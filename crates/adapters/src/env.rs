// SPDX-License-Identifier: BUSL-1.1
// Copyright (c) 2026 Alfred Jean LLC

//! Centralized environment variable access for the adapters crate.

use std::time::Duration;

fn parse_duration_ms(var: &str) -> Option<Duration> {
    std::env::var(var)
        .ok()
        .and_then(|s| s.parse::<u64>().ok())
        .map(Duration::from_millis)
}

fn parse_count(var: &str) -> Option<u32> {
    std::env::var(var).ok().and_then(|s| s.parse::<u32>().ok())
}

/// Per-invocation kubectl timeout (default: 30000ms).
pub fn kubectl_timeout() -> Duration {
    parse_duration_ms("CONVOY_KUBECTL_TIMEOUT_MS").unwrap_or(crate::subprocess::KUBECTL_TIMEOUT)
}

/// Broker connect/reconnect attempts before giving up (default: 10).
pub fn queue_connect_attempts() -> u32 {
    parse_count("CONVOY_QUEUE_CONNECT_ATTEMPTS")
        .filter(|n| *n > 0)
        .unwrap_or(10)
}

/// Pause between broker connect attempts (default: 10000ms).
pub fn queue_connect_backoff() -> Duration {
    parse_duration_ms("CONVOY_QUEUE_CONNECT_BACKOFF_MS").unwrap_or(Duration::from_secs(10))
}

#[cfg(test)]
#[path = "env_tests.rs"]
mod tests;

******

Retype the data. Every line must match the original exactly.

◆ Exercise result
filename crates/adapters/src/env.rs
// SPDX-License-Identifier: BUSL-1.1
// Copyright (c) 2026 Alfred Jean LLC

//! Centralized environment variable access for the adapters crate.

use std::time::Duration;

fn parse_duration_ms(var: &str) -> Option<Duration> {
    std::env::var(var)
        .ok()
        .and_then(|s| s.parse::<u64>().ok())
        .map(Duration::from_millis)
}

fn parse_count(var: &str) -> Option<u32> {
    std::env::var(var).ok().and_then(|s| s.parse::<u32>().ok())
}

/// Per-invocation kubectl timeout (default: 30000ms).
pub fn kubectl_timeout() -> Duration {
    parse_duration_ms("CONVOY_KUBECTL_TIMEOUT_MS").unwrap_or(crate::subprocess::KUBECTL_TIMEOUT)
}

/// Broker connect/reconnect attempts before giving up (default: 10).
pub fn queue_connect_attempts() -> u32 {
    parse_count("CONVOY_QUEUE_CONNECT_ATTEMPTS")
        .filter(|n| *n > 0)
        .unwrap_or(10)
}

/// Pause between broker connect attempts (default: 10000ms).
pub fn queue_connect_backoff() -> Duration {
    parse_duration_ms("CONVOY_QUEUE_CONNECT_BACKOFF_MS").unwrap_or(Duration::from_secs(10))
}

#[cfg(test)]
#[path = "env_tests.rs"]
mod tests;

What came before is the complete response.